Une vie qui ondule entre le précaire et le mythe
C’est à sa mère — morte quand l’auteure était encore enfant — et à sa grand-mère que Silvia Baron-Supervielle doit l’apprentissage du français. Cette langue représentait pour elle comme de nombreux émigrés argentins la langue de la culture, de la liberté, des rêves, de la Révolution. « Je parlais le français mais je ne savais pas l’écrire » précise celle qui, lorsqu’elle commença à la faire, connut une « révélation ».
L’auteure y trouve déjà la puissance poétique. Elle transparaît dans le livre qui paraît aujourd’hui fait de dépouillement, de désorientation, d’écart entre la langue et le moi. L’auteure contrairement a tant de poètes s’est toujours plus à cultiver cette distance comme éthique et esthétique à la fois âpre, nue mais non sans douceur.
Dans sa poétique comme en sa prose, à la métrique ou au métrage Silvia Baron Supervielle préfère l’espace, le silence pour créer par ce moyen un autre monde qui inconsciemment peut-être la ramène à son Argentine natale tout en insérant sa propre étrangeté dans une langue qui fut étrangère et l’obligea ( de bon gré) à franchir des obstacles et des limites.
Celle qui considère Marguerite Yourcenar comme une pionnière (elle l’a traduit, a correspondu avec elle et devint son amie) lui ressemble par bien des points : existent la même simplicité et attention à l’autre, la même exigence littéraire même si les « musiques » des deux créatrices sont bien différentes.
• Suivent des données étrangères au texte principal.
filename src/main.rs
use clap::Parser;
use mltrack::cli::{self, Cli, Command};

#[tokio::main]
async fn main() -> anyhow::Result<()> {
    let cli = Cli::parse();

    match cli.command {
        Command::Serve => cli::serve::run().await,
    }
}
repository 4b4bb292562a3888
//! Shared API types

mod error;

pub use error::{ApiError, ApiErrorDetail, ApiErrorResponse, ApiErrorType};
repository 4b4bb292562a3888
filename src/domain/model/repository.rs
//! Model repository trait

use std::fmt::Debug;

use async_trait::async_trait;

use super::{Model, NewModel};
use crate::domain::error::DomainError;

/// Persistence contract for trained models
#[async_trait]
pub trait ModelRepository: Send + Sync + Debug {
    async fn insert(&self, model: NewModel) -> Result<Model, DomainError>;

    async fn get(&self, id: i64) -> Result<Option<Model>, DomainError>;

    /// Models, optionally filtered to one project, newest first
    async fn list(&self, project_id: Option<i64>) -> Result<Vec<Model>, DomainError>;

    /// Version of the most recently created model trained against the given
    /// dataset id, used to derive the next model version
    async fn latest_version_for_dataset(
        &self,
        dataset_id: &str,
    ) -> Result<Option<String>, DomainError>;
}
Chez la plus jeune, une recherche est plus marquée dans l’intensité des sons qui passent avant le sens que lui donne sa vérité. Elle est plus poète que Yourcenar dont la prose connait en revanche peu d’égal. Les deux sont d’ailleurs peu réceptives à l’enracinement que beaucoup accordent à une langue maternelle. Elles s’opposent en cela à de nombreux théoriciens du « je » et du « discours ».
Et Silvia-Baron-Supervielle de préciser : « Une chose est certaine : on change de langue quand on change de place. Ce mouvement, qui répond à un désir fou de liberté, puis à une nécessité de s’enraciner, est sans retour. ». Manière de tordre le coup à bien des spéculations foireuses qui ont embastillé la critique littéraire pendant des décennies. Et l’auteure de citer Montaigne : « les formes de parler, comme les herbes, s’amendent et fortifient en les transplantant ». Et d’ajouter : « Mais il me semble que les paysages comptent. Il se peut que les espaces de mes poèmes imitent la plaine argentine ».
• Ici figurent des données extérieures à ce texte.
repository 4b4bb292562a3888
//! Trained model endpoints

use axum::extract::{Path, Query, State};
use axum::Json;
use serde::Deserialize;

use crate::api::state::AppState;
use crate::api::types::ApiError;
use crate::domain::model::Model;

#[derive(Debug, Clone, Default, Deserialize)]
pub struct ListModelsQuery {
    pub project_id: Option<i64>,
}

pub async fn list_models(
    State(state): State<AppState>,
    Query(query): Query<ListModelsQuery>,
) -> Result<Json<Vec<Model>>, ApiError> {
    let models = state.model_service.list(query.project_id).await?;
    Ok(Json(models))
}

pub async fn get_model(
    State(state): State<AppState>,
    Path(model_id): Path<i64>,
) -> Result<Json<Model>, ApiError> {
    let model = state.model_service.get(model_id).await?;
    Ok(Json(model))
}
Ce dernier livre illustre comment la langue française oriente toujours Silvia Baron-Supervielle dans une manière de faire parler le silence en menant vers la douceur et la profondeur que l’espagnol plus éclatant et sonore aurait du mal à faire partager. La créatrice préfère une musique de chambre avec des mots « choyés » et sans trop de volume et choisis pour leurs substances émotives ou plutôt affectives où la flamme de la passion (un peu comme celle que Marguerite éprouva pour Silvia) peut battre parfois de manière dense et sensuelle, parfois de manière plus pacifiée. cette langue fait du livre un mouvement de murmure, s’y éprouve la sensation que l’âme est dans le corps comme celui-ci est dans l’écriture.
Et l’auteur de préciser : « J’en fais le lieu même de la création littéraire. Le corps contient tout, même le paysage extérieur. Même le silence de Dieu ». Mais c’est plus le corps et son ombre que Dieu qui flotte dans l’écriture. Les deux appartiennent au même désert, au même pays. Là où les paroles les plus simples s’échangent autour d’une vie qui ondule entre le précaire et le mythe.
jean-paul gavard-perret
Silvia Baron-Supervielle, Un autre loin, Gallimard, coll. Blanche, Paris, 2018, 128 p.